impl<S: TileSource> PyramidBuilder<S> {
    /// Validate `options` against `source` and prepare a builder.
    ///
    /// # Errors
    /// Returns a configuration error for an empty source or invalid options.
    pub fn new(source: S, options: OverviewOptions) -> Result<Self> {
        options.validate()?;
        let info = *source.info();
        if info.width == 0 || info.height == 0 || info.bands == 0 {
            return Err(OvrError::Configuration(format!(
                "source raster is empty ({}x{}, {} bands)",
                info.width, info.height, info.bands
            )));
        }
        options.compression.check_pixel_type(info.pixel_type)?;
        Ok(Self {
            source,
            options,
            streaming: StreamingConfig::default(),
            abort: AbortSignal::new(),
            listener: Box::new(StdoutProgress::default()),
            state: BuildState::Init,
            last_error: None,
            directories_written: 0,
        })
    }

    #[must_use]
    pub fn with_streaming_config(mut self, config: StreamingConfig) -> Self {
        self.streaming = config;
        self
    }

    /// Register a progress listener in place of the stdout default
    #[must_use]
    pub fn with_listener(mut self, listener: Box<dyn ProgressListener>) -> Self {
        self.listener = listener;
        self
    }

    /// Share an existing cancellation flag
    #[must_use]
    pub fn with_abort_signal(mut self, abort: AbortSignal) -> Self {
        self.abort = abort;
        self
    }

    /// Handle for cancelling this builder from elsewhere
    #[must_use]
    pub fn abort_signal(&self) -> AbortSignal {
        self.abort.clone()
    }

    #[must_use]
    pub fn state(&self) -> BuildState {
        self.state
    }

    /// Message of the most recent failed build
    #[must_use]
    pub fn last_error(&self) -> Option<&str> {
        self.last_error.as_deref()
    }

    /// Directories on disk after the last build, complete or not
    #[must_use]
    pub fn levels_written(&self) -> usize {
        self.directories_written
    }

    #[must_use]
    pub fn number_of_levels(&self) -> u32 {
        let info = self.source.info();
        number_of_levels(info.width, info.height)
    }

    #[must_use]
    pub fn source(&self) -> &S {
        &self.source
    }

    fn base_level(&self) -> RasterLevel {
        let info = self.source.info();
        RasterLevel {
            index: 0,
            width: info.width,
            height: info.height,
            tile_width: self.options.tile_width,
            tile_height: self.options.tile_height,
            pixel_type: info.pixel_type,
            bands: info.bands,
        }
    }

    fn band_stats(&self) -> Vec<BandStats> {
        (0..self.source.info().bands)
            .map(|band| self.source.band_stats(band))
            .collect()
    }

    fn cache_bytes(&self) -> usize {
        usize::try_from(actual_available_ram(self.options.ram_mb, &self.streaming)).unwrap_or(usize::MAX)
    }

    /// Build the pyramid into `path` (created or truncated), then write the
    /// `.omd` sidecar next to it.
    ///
    /// # Errors
    /// I/O and configuration failures end the build with the levels written
    /// so far left on disk. Cancellation returns [`OvrError::Aborted`] after
    /// finishing the level in progress.
    pub fn build<P: AsRef<Path>>(&mut self, path: P) -> Result<BuildReport> {
        let path = path.as_ref();
        self.state = BuildState::Init;
        self.last_error = None;
        self.directories_written = 0;

        let result = self.build_inner(path);
        match &result {
            Ok(report) => {
                self.state = BuildState::Done;
                info!(
                    path = %path.display(),
                    directories = report.directories_written,
                    "Finished pyramid"
                );
            }
            Err(OvrError::Aborted) => {
                self.state = BuildState::Aborted;
                self.last_error = Some(OvrError::Aborted.to_string());
                info!(
                    path = %path.display(),
                    directories = self.directories_written,
                    "Pyramid build aborted by caller"
                );
            }
            Err(e) => {
                self.state = BuildState::Failed;
                self.last_error = Some(e.to_string());
                error!(path = %path.display(), error = %e, "Pyramid build failed");
            }
        }
        result
    }

    fn build_inner(&mut self, path: &Path) -> Result<BuildReport> {
        let variant = if self.options.big_tiff {
            TiffVariant::Big
        } else {
            TiffVariant::for_raster_bytes(self.source.info().raster_bytes())
        };
        let mut writer = TiledTiffWriter::create(
            path,
            variant,
            self.options.compression,
            self.options.jpeg_quality,
        )?;
        let mut levels = Vec::new();
        let base = self.base_level();

        if self.options.copy_all {
            self.state = BuildState::CopyLevel0;
            let outcome = self.build_level0(&mut writer);
            self.directories_written = writer.directories_written();
            if outcome? == LevelOutcome::Aborted {
                return Err(OvrError::Aborted);
            }
            levels.push(LevelSummary {
                level: 0,
                directory: 0,
                width: base.width,
                height: base.height,
            });
        }

        if self.abort.is_aborted() {
            return Err(OvrError::Aborted);
        }

        let count = self.number_of_levels();
        if count == 0 {
            info!(
                width = base.width,
                height = base.height,
                "Raster too small, no reduced levels needed"
            );
            return Ok(BuildReport {
                levels,
                directories_written: self.directories_written,
                sidecar: None,
            });
        }

        for index in 1..=count {
            self.state = BuildState::BuildLevel(index);
            let outcome = if index == 1 {
                self.build_level1(&mut writer)
            } else {
                self.build_level_n(&mut writer, index)
            };
            self.directories_written = writer.directories_written();
            if outcome? == LevelOutcome::Aborted {
                return Err(OvrError::Aborted);
            }
            let level = base.reduced(index);
            levels.push(LevelSummary {
                level: index,
                directory: self.directories_written - 1,
                width: level.width,
                height: level.height,
            });
        }
        drop(writer);

        let stats = self.band_stats();
        let sidecar_path = sidecar::sidecar_path(path);
        sidecar::write_or_merge(
            &sidecar_path,
            &PyramidMetadata {
                pixel_type: base.pixel_type,
                number_of_bands: base.bands,
                bands: stats,
            },
        )?;

        self.listener
            .on_progress(&ProgressEvent::new("Finished...", None, 100.0));
        Ok(BuildReport {
            levels,
            directories_written: self.directories_written,
            sidecar: Some(sidecar_path),
        })
    }

    /// Verbatim tiled copy of the source as a full-resolution directory.
    fn build_level0(&mut self, writer: &mut TiledTiffWriter) -> Result<LevelOutcome> {
        let level = self.base_level();
        let stats = self.band_stats();
        let mut out = writer.begin_level(level, &stats)?;

        let tile_bytes = level.tile_bytes()?;
        let mut buf = vec![0u8; tile_bytes];
        let rows = u64::try_from(level.bands).unwrap_or(u64::MAX) * level.tiles_down();
        let mut rows_done = 0;
        let (tw, th) = (level.tile_width, level.tile_height);

        let mut outcome = LevelOutcome::Complete;
        'bands: for band in 0..level.bands {
            for ty in 0..level.tiles_down() {
                for tx in 0..level.tiles_across() {
                    let status = self.source.read_block(
                        band,
                        pixel_origin(tx, tw),
                        pixel_origin(ty, th),
                        tw,
                        th,
                        &mut buf,
                    )?;
                    if status == BlockStatus::Empty {
                        buf.fill(0);
                    }
                    out.write_tile(band, tx, ty, &buf)?;
                }
                rows_done += 1;
                if report_row(&self.abort, self.listener.as_mut(), 0, rows_done, rows) {
                    outcome = LevelOutcome::Aborted;
                    break 'bands;
                }
            }
        }

        out.finish()?;
        Ok(outcome)
    }

    /// First reduced level, resampled from the source raster.
    fn build_level1(&mut self, writer: &mut TiledTiffWriter) -> Result<LevelOutcome> {
        let base = self.base_level();
        let stats = self.band_stats();
        let out = writer.begin_level(base.reduced(1), &stats)?;
        let method = self.options.resampling;
        reduce_level(
            &mut self.source,
            base,
            out,
            &stats,
            method,
            &mut |rows_done: u64, rows: u64| {
                report_row(&self.abort, self.listener.as_mut(), 1, rows_done, rows)
            },
        )
    }

    /// Level `n > 1`, resampled from level `n - 1` of the output file.
    fn build_level_n(&mut self, writer: &mut TiledTiffWriter, index: u32) -> Result<LevelOutcome> {
        let base = self.base_level();
        let stats = self.band_stats();
        let previous_directory = writer.directories_written().checked_sub(1).ok_or_else(|| {
            OvrError::Configuration(format!("level {index} has no previous level to read"))
        })?;

        // The previous level is finished: open a fresh read-only view of it
        let mut previous = TiffRasterReader::open(writer.path(), previous_directory, self.cache_bytes())?
            .with_band_stats(stats.clone());
        debug!(
            level = index,
            directory = previous_directory,
            "Reading previous level"
        );

        let out = writer.begin_level(base.reduced(index), &stats)?;
        let method = self.options.resampling;
        reduce_level(
            &mut previous,
            base.reduced(index - 1),
            out,
            &stats,
            method,
            &mut |rows_done: u64, rows: u64| {
                report_row(&self.abort, self.listener.as_mut(), index, rows_done, rows)
            },
        )
    }
}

===

◆ HOW TO COMPLETE THIS TASK
Only the lines from the one containing "the output file." through the last line of the records above are to be reproduced, exactly and with both ends included.

◆ TASK RESPONSE
    /// Level `n > 1`, resampled from level `n - 1` of the output file.
    fn build_level_n(&mut self, writer: &mut TiledTiffWriter, index: u32) -> Result<LevelOutcome> {
        let base = self.base_level();
        let stats = self.band_stats();
        let previous_directory = writer.directories_written().checked_sub(1).ok_or_else(|| {
            OvrError::Configuration(format!("level {index} has no previous level to read"))
        })?;

        // The previous level is finished: open a fresh read-only view of it
        let mut previous = TiffRasterReader::open(writer.path(), previous_directory, self.cache_bytes())?
            .with_band_stats(stats.clone());
        debug!(
            level = index,
            directory = previous_directory,
            "Reading previous level"
        );

        let out = writer.begin_level(base.reduced(index), &stats)?;
        let method = self.options.resampling;
        reduce_level(
            &mut previous,
            base.reduced(index - 1),
            out,
            &stats,
            method,
            &mut |rows_done: u64, rows: u64| {
                report_row(&self.abort, self.listener.as_mut(), index, rows_done, rows)
            },
        )
    }
}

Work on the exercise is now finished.